Written by: Chad St. John (screenplay by), Stephen Hamel (story by)
Directed by: Jeffrey Nachmanoff
Starring: Keanu Reeves, Alice Eve, Thomas Middleditch
Rated: PG-13
Watch the trailer
Plot
A scientist specializing in synthetic biology violates the law and bioethics to bring his family members back to life after they die in a car accident
Verdict
Cloning and duplicating a mind have been done more than a few times. This movie not only lacks originality, it ignores the details. The execution of how the movie explores the subject could have set it apart, but the plot is only interested in getting from point A to point B. In the process, logic is all but ignored. The movie is flawed from start to finish. The ending is nothing more than unabated hubris.
Skip it.
Review
This jumps right into dumping a human mind into a synthetic robot looking body. Keanu Reeves plays Foster, a doctor trying to bridge the gap and not only successfully digitize a mind but transfer it to a synthetic brain.
There is very little foundation for the characters, the plot, or even the sci-fi concepts. This takes a giant leap into Foster determined to perfect the process though no other reason than brute force. It would make more sense if he had achieved a transfer, but was undergoing trials to perfect it.
He's never done this successfully and his assistant Ed has never cloned a human before, but everything comes together perfectly when Foster must replicate his entire dead family. The ethic and criminal issues are ignored.
This completely skips over dumping the bodies which I thought might be a plot point with the cops looking into him but it's completely ignored. Foster asks his assistant to do that. Ed doesn't even flinch. Has he ever disposed of a body before? That's a huge ask.

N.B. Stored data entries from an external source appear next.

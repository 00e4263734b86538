use chrono::{DateTime, Utc};
use serde::{Deserialize, Serialize};
use strum_macros::{Display, EnumIter, EnumString};

use crate::geo::Coordinate;

/// Address string used when a marker is created from the device position
/// instead of a geocoded address.
pub const CURRENT_LOCATION_ADDRESS: &str = "Current location";

/// Fixed marker categories. Icon and color are cosmetic but stable: they
/// are persisted through export bundles, so renaming a variant is a
/// breaking change.
#[derive(
    Copy,
    Clone,
    Debug,
    PartialEq,
    Eq,
    PartialOrd,
    Ord,
    Hash,
    Serialize,
    Deserialize,
    Display,
    EnumString,
    EnumIter,
)]
#[serde(rename_all = "snake_case")]
#[strum(serialize_all = "snake_case")]
pub enum Category {
    Home,
    Work,
    Restaurant,
    Hospital,
    School,
    Shop,
    Gas,
    Park,
    Other,
}

impl Category {
    pub fn icon(&self) -> &'static str {
        match self {
            Category::Home => "home",
            Category::Work => "briefcase",
            Category::Restaurant => "restaurant",
            Category::Hospital => "medical",
            Category::School => "school",
            Category::Shop => "storefront",
            Category::Gas => "car",
            Category::Park => "leaf",
            Category::Other => "location",
        }
    }

    pub fn color(&self) -> &'static str {
        match self {
            Category::Home => "#34C759",
            Category::Work => "#007AFF",
            Category::Restaurant => "#FF9500",
            Category::Hospital => "#FF3B30",
            Category::School => "#5856D6",
            Category::Shop => "#FF2D92",
            Category::Gas => "#8E8E93",
            Category::Park => "#32D74B",
            Category::Other => "#007AFF",
        }
    }

    /// Best-effort mapping from place-type tags (as returned by the place
    /// search provider) to a category.
    pub fn from_place_types(types: &[String]) -> Category {
        let has = |tag: &str| types.iter().any(|t| t == tag);
        if has("restaurant") || has("food") {
            Category::Restaurant
        } else if has("hospital") || has("doctor") || has("pharmacy") {
            Category::Hospital
        } else if has("school") || has("university") {
            Category::School
        } else if has("store") || has("shopping_mall") {
            Category::Shop
        } else if has("gas_station") {
            Category::Gas
        } else if has("park") {
            Category::Park
        } else {
            Category::Other
        }
    }
}

/// A saved point of interest. Never mutated in place; an edit is modeled
/// as remove + add.
#[derive(Clone, Debug, PartialEq, Serialize, Deserialize)]
pub struct Marker {
    pub id: String,
    pub name: String,
    pub address: String,
    #[serde(default)]
    pub description: String,
    pub category: Category,
    pub coordinate: Coordinate,
    pub created_at: DateTime<Utc>,
}

/// Where a new marker gets its coordinates from.
#[derive(Clone, Debug, PartialEq)]
pub enum LocationRequest {
    /// Use the service's current location; fails when there is none.
    CurrentLocation,
    /// Geocode a free-text address through the two-tier gateway.
    Address(String),
    /// Explicit coordinates, e.g. a hit picked from place search.
    Position(Coordinate),
}

/// Marker input: everything but the id and creation timestamp, which the
/// service assigns.
#[derive(Clone, Debug, PartialEq)]
pub struct MarkerDraft {
    pub name: String,
    pub description: String,
    pub category: Category,
    pub location: LocationRequest,
}
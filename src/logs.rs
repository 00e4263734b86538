use std::path::Path;

use anyhow::Result;
use file_rotate::{
    compression::Compression,
    suffix::{AppendTimestamp, FileLimit},
    {ContentLimit, FileRotate},
};
use simplelog::{ConfigBuilder, LevelFilter, WriteLogger};

/// Route the `log` macros to a rotating file under `cache_dir`. The
/// embedding calls this once at startup, before building the service.
pub fn init(cache_dir: &str) -> Result<()> {
    let path = Path::new(cache_dir).join("logs/main.log");
    let log = FileRotate::new(
        path,
        AppendTimestamp::default(FileLimit::MaxFiles(3)),
        ContentLimit::Lines(1000),
        Compression::None,
        #[cfg(unix)]
        None,
    );
    let config = ConfigBuilder::new().set_time_format_rfc3339().build();
    WriteLogger::init(LevelFilter::Info, config, log)?;
    Ok(())
}
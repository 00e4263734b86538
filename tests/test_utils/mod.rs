#![allow(dead_code)]

use std::net::TcpListener;
use std::sync::atomic::{AtomicUsize, Ordering};
use std::sync::{Arc, Mutex};
use std::time::Duration;

use async_trait::async_trait;
use chrono::Utc;
use tokio::sync::mpsc;

use waypoint_core::geo::{Coordinate, LocationSample};
use waypoint_core::geocoder::{DeviceGeocoder, GeocoderConfig, GeocodingGateway};
use waypoint_core::location_provider::{
    Accuracy, LocationProvider, LocationSubscription, PermissionStatus, ProviderError, WatchOptions,
};

pub fn sample(latitude: f64, longitude: f64) -> LocationSample {
    LocationSample {
        coordinate: Coordinate::new(latitude, longitude),
        timestamp: Utc::now(),
    }
}

/// Base url pointing at a port nothing listens on, so the primary
/// geocoding tier fails fast without touching the network.
pub fn dead_primary_base_url() -> String {
    let listener = TcpListener::bind("127.0.0.1:0").unwrap();
    let port = listener.local_addr().unwrap().port();
    drop(listener);
    format!("http://127.0.0.1:{}", port)
}

pub struct FakeDeviceGeocoder {
    pub results: Vec<Coordinate>,
}

#[async_trait]
impl DeviceGeocoder for FakeDeviceGeocoder {
    async fn geocode(&self, _address: &str) -> anyhow::Result<Vec<Coordinate>> {
        Ok(self.results.clone())
    }
}

/// Gateway whose primary tier always fails, leaving only the injected
/// device results.
pub fn offline_gateway(device_results: Vec<Coordinate>) -> GeocodingGateway {
    let mut config = GeocoderConfig::new("test-key");
    config.base_url = dead_primary_base_url();
    GeocodingGateway::new(
        config,
        Box::new(FakeDeviceGeocoder {
            results: device_results,
        }),
    )
    .unwrap()
}

/// Scripted platform location stack. Tests push watch samples through
/// `push_sample` the way the platform would.
pub struct FakeProvider {
    pub permission: PermissionStatus,
    pub fix: Mutex<Option<LocationSample>>,
    pub watch_calls: AtomicUsize,
    pub cancel_calls: Arc<AtomicUsize>,
    sink: Arc<Mutex<Option<mpsc::Sender<LocationSample>>>>,
}

impl FakeProvider {
    pub fn new(permission: PermissionStatus, fix: Option<LocationSample>) -> Arc<FakeProvider> {
        Arc::new(FakeProvider {
            permission,
            fix: Mutex::new(fix),
            watch_calls: AtomicUsize::new(0),
            cancel_calls: Arc::new(AtomicUsize::new(0)),
            sink: Arc::new(Mutex::new(None)),
        })
    }

    pub async fn push_sample(&self, sample: LocationSample) {
        let sink = self.sink.lock().unwrap().clone();
        if let Some(sink) = sink {
            let _ = sink.send(sample).await;
        }
    }

    pub fn has_live_watch(&self) -> bool {
        self.sink.lock().unwrap().is_some()
    }
}

struct FakeSubscription {
    cancel_calls: Arc<AtomicUsize>,
    sink: Arc<Mutex<Option<mpsc::Sender<LocationSample>>>>,
}

impl LocationSubscription for FakeSubscription {
    fn cancel(self: Box<Self>) {
        self.sink.lock().unwrap().take();
        self.cancel_calls.fetch_add(1, Ordering::SeqCst);
    }
}

#[async_trait]
impl LocationProvider for FakeProvider {
    async fn request_permission(&self) -> Result<PermissionStatus, ProviderError> {
        Ok(self.permission)
    }

    async fn current_fix(&self, _accuracy: Accuracy) -> Result<LocationSample, ProviderError> {
        match self.fix.lock().unwrap().clone() {
            Some(sample) => Ok(sample),
            None => Err(ProviderError::Unavailable("no fix".to_string())),
        }
    }

    async fn watch(
        &self,
        _options: WatchOptions,
        sink: mpsc::Sender<LocationSample>,
    ) -> Result<Box<dyn LocationSubscription>, ProviderError> {
        self.watch_calls.fetch_add(1, Ordering::SeqCst);
        *self.sink.lock().unwrap() = Some(sink);
        Ok(Box::new(FakeSubscription {
            cancel_calls: Arc::clone(&self.cancel_calls),
            sink: Arc::clone(&self.sink),
        }))
    }
}

/// Poll until `predicate` holds; panics after ~1s. Watch samples cross a
/// channel and a forwarder task, so state updates are not immediate.
pub async fn eventually(mut predicate: impl FnMut() -> bool) {
    for _ in 0..100 {
        if predicate() {
            return;
        }
        tokio::time::sleep(Duration::from_millis(10)).await;
    }
    panic!("condition not reached in time");
}
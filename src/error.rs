use thiserror::Error;

/// Failures crossing the service boundary. Raw provider, network, and
/// storage errors are translated into these before reaching callers.
#[derive(Debug, Error)]
pub enum ServiceError {
    /// Location permission not granted. Fatal to fix/tracking operations
    /// until the user re-grants it.
    #[error("location permission denied")]
    PermissionDenied,

    /// A fix or current-location read could not complete. Recoverable,
    /// callers may retry.
    #[error("current location unavailable")]
    LocationUnavailable,

    /// Both geocoding tiers failed for the given query. Recoverable,
    /// callers should prompt the user to refine the input.
    #[error("no geocoding result for \"{query}\"")]
    GeocodeNotFound { query: String },

    /// Marker input rejected before any resolution happened.
    #[error("invalid marker: {0}")]
    InvalidMarker(&'static str),

    /// Durable read/write failed. In-memory state stays authoritative for
    /// the session.
    #[error("storage failure: {0}")]
    Persistence(String),
}
use std::time::Duration;

use anyhow::Result;
use async_trait::async_trait;
use serde::Deserialize;

use crate::error::ServiceError;
use crate::geo::Coordinate;
use crate::marker::Category;

/* Two-tier address resolution. The primary tier is the hosted geocoding
API over http; the secondary tier is whatever on-device geocoder the
platform embedding injects. First tier to produce a result wins. Results
are never cached, every call re-resolves, and there are no retries beyond
the fallback itself. */

pub const DEFAULT_BASE_URL: &str = "https://maps.googleapis.com";

const HTTP_TIMEOUT: Duration = Duration::from_secs(10);
const MAX_PLACE_HITS: usize = 5;
const MAX_FALLBACK_HITS: usize = 3;

/// Example queries the UI shows next to a `GeocodeNotFound` failure.
pub const ADDRESS_EXAMPLES: [&str; 3] = [
    "São Paulo, SP",
    "Av. Paulista, São Paulo",
    "Cristo Redentor, Rio de Janeiro",
];

#[derive(Clone, Debug)]
pub struct GeocoderConfig {
    pub base_url: String,
    pub api_key: String,
}

impl GeocoderConfig {
    pub fn new(api_key: impl Into<String>) -> Self {
        GeocoderConfig {
            base_url: DEFAULT_BASE_URL.to_string(),
            api_key: api_key.into(),
        }
    }
}

/// The on-device geocoder supplied by the platform embedding. It has no
/// address formatter, so callers keep the query string for display.
#[async_trait]
pub trait DeviceGeocoder: Send + Sync {
    async fn geocode(&self, address: &str) -> Result<Vec<Coordinate>>;
}

#[derive(Clone, Debug, PartialEq)]
pub struct ResolvedAddress {
    pub coordinate: Coordinate,
    pub formatted_address: String,
}

#[derive(Clone, Debug, PartialEq)]
pub struct PlaceHit {
    pub id: String,
    pub name: String,
    pub address: String,
    pub coordinate: Coordinate,
    pub rating: Option<f32>,
    pub category: Category,
}

#[derive(Deserialize)]
struct GeocodeResponse {
    status: String,
    #[serde(default)]
    results: Vec<GeocodeResult>,
}

#[derive(Deserialize)]
struct GeocodeResult {
    formatted_address: String,
    geometry: Geometry,
}

#[derive(Deserialize)]
struct Geometry {
    location: LatLng,
}

#[derive(Deserialize)]
struct LatLng {
    lat: f64,
    lng: f64,
}

#[derive(Deserialize)]
struct PlacesResponse {
    status: String,
    #[serde(default)]
    results: Vec<PlaceResult>,
}

#[derive(Deserialize)]
struct PlaceResult {
    place_id: String,
    name: String,
    formatted_address: String,
    geometry: Geometry,
    rating: Option<f32>,
    #[serde(default)]
    types: Vec<String>,
}

pub struct GeocodingGateway {
    http: reqwest::Client,
    config: GeocoderConfig,
    device: Box<dyn DeviceGeocoder>,
}

impl GeocodingGateway {
    pub fn new(config: GeocoderConfig, device: Box<dyn DeviceGeocoder>) -> Result<Self> {
        let http = reqwest::Client::builder().timeout(HTTP_TIMEOUT).build()?;
        Ok(GeocodingGateway {
            http,
            config,
            device,
        })
    }

    /// Resolve a free-text address to coordinates plus a display address.
    pub async fn geocode(&self, address: &str) -> Result<ResolvedAddress, ServiceError> {
        let address = address.trim();
        if address.is_empty() {
            // don't burn provider quota on a blank query
            return Err(ServiceError::GeocodeNotFound {
                query: String::new(),
            });
        }

        match self.geocode_primary(address).await {
            Ok(resolved) => return Ok(resolved),
            Err(error) => {
                debug!("[geocoder] primary tier failed for {:?}: {}", address, error);
            }
        }

        match self.device.geocode(address).await {
            Ok(coordinates) => match coordinates.first() {
                Some(coordinate) => Ok(ResolvedAddress {
                    coordinate: *coordinate,
                    // the device tier has no formatter, echo the query
                    formatted_address: address.to_string(),
                }),
                None => Err(ServiceError::GeocodeNotFound {
                    query: address.to_string(),
                }),
            },
            Err(error) => {
                debug!("[geocoder] device tier failed for {:?}: {}", address, error);
                Err(ServiceError::GeocodeNotFound {
                    query: address.to_string(),
                })
            }
        }
    }

    async fn geocode_primary(&self, address: &str) -> Result<ResolvedAddress> {
        let url = format!("{}/maps/api/geocode/json", self.config.base_url);
        let response: GeocodeResponse = self
            .http
            .get(&url)
            .query(&[("address", address), ("key", self.config.api_key.as_str())])
            .send()
            .await?
            .json()
            .await?;

        if response.status == "REQUEST_DENIED" {
            // key/quota problem, not a miss; keep it loud in the log
            warn!("[geocoder] primary provider denied the request");
            bail!("request denied");
        }
        if response.status != "OK" || response.results.is_empty() {
            bail!(
                "status {} with {} results",
                response.status,
                response.results.len()
            );
        }

        let first = &response.results[0];
        Ok(ResolvedAddress {
            coordinate: Coordinate::new(first.geometry.location.lat, first.geometry.location.lng),
            formatted_address: first.formatted_address.clone(),
        })
    }

    /// Free-text place search near an optional location. Falls back to
    /// device geocoding, and "no results" is an empty vec, never an error.
    pub async fn search_places(
        &self,
        query: &str,
        near: Option<Coordinate>,
        radius_m: u32,
    ) -> Vec<PlaceHit> {
        let query = query.trim();
        if query.is_empty() {
            return Vec::new();
        }

        match self.search_primary(query, near, radius_m).await {
            Ok(hits) if !hits.is_empty() => return hits,
            Ok(_) => debug!("[geocoder] place search empty for {:?}", query),
            Err(error) => debug!("[geocoder] place search failed for {:?}: {}", query, error),
        }

        match self.device.geocode(query).await {
            Ok(coordinates) => coordinates
                .into_iter()
                .take(MAX_FALLBACK_HITS)
                .enumerate()
                .map(|(i, coordinate)| PlaceHit {
                    id: format!("geo_{}", i),
                    name: query.to_string(),
                    address: format!("{:.4}, {:.4}", coordinate.latitude, coordinate.longitude),
                    coordinate,
                    rating: None,
                    category: Category::Other,
                })
                .collect(),
            Err(error) => {
                debug!("[geocoder] fallback search failed for {:?}: {}", query, error);
                Vec::new()
            }
        }
    }

    async fn search_primary(
        &self,
        query: &str,
        near: Option<Coordinate>,
        radius_m: u32,
    ) -> Result<Vec<PlaceHit>> {
        let url = format!("{}/maps/api/place/textsearch/json", self.config.base_url);
        let mut request = self
            .http
            .get(&url)
            .query(&[("query", query), ("key", self.config.api_key.as_str())]);
        if let Some(near) = near {
            let location = format!("{},{}", near.latitude, near.longitude);
            request = request.query(&[
                ("location", location.as_str()),
                ("radius", radius_m.to_string().as_str()),
            ]);
        }
        let response: PlacesResponse = request.send().await?.json().await?;

        if response.status != "OK" {
            bail!("status {}", response.status);
        }
        Ok(response
            .results
            .into_iter()
            .take(MAX_PLACE_HITS)
            .map(|place| PlaceHit {
                category: Category::from_place_types(&place.types),
                id: place.place_id,
                name: place.name,
                address: place.formatted_address,
                coordinate: Coordinate::new(
                    place.geometry.location.lat,
                    place.geometry.location.lng,
                ),
                rating: place.rating,
            })
            .collect())
    }
}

A little bit of drama is injected early when there are only three pods yet Foster has four family members. That resolution, like all the resolutions is underwhelming.
Then Ed is able to haul millions of dollars of equipment to Foster's house so the clones can grow. While this is answered towards the end, it's just a feeble attempt to close that loop.
Foster steals car batteries from the neighborhood to power this experiment. The cops show up and he admits his car battery wasn't stolen. The cops leave and are never seen again. While we're on that topic, how would he even carry a dozen batteries?
The plan is terrible and they should have been caught. While this has some interesting ideas it fails to do them justice. The conclusion is too easy, falling flat. There isn't any meaning behind anything.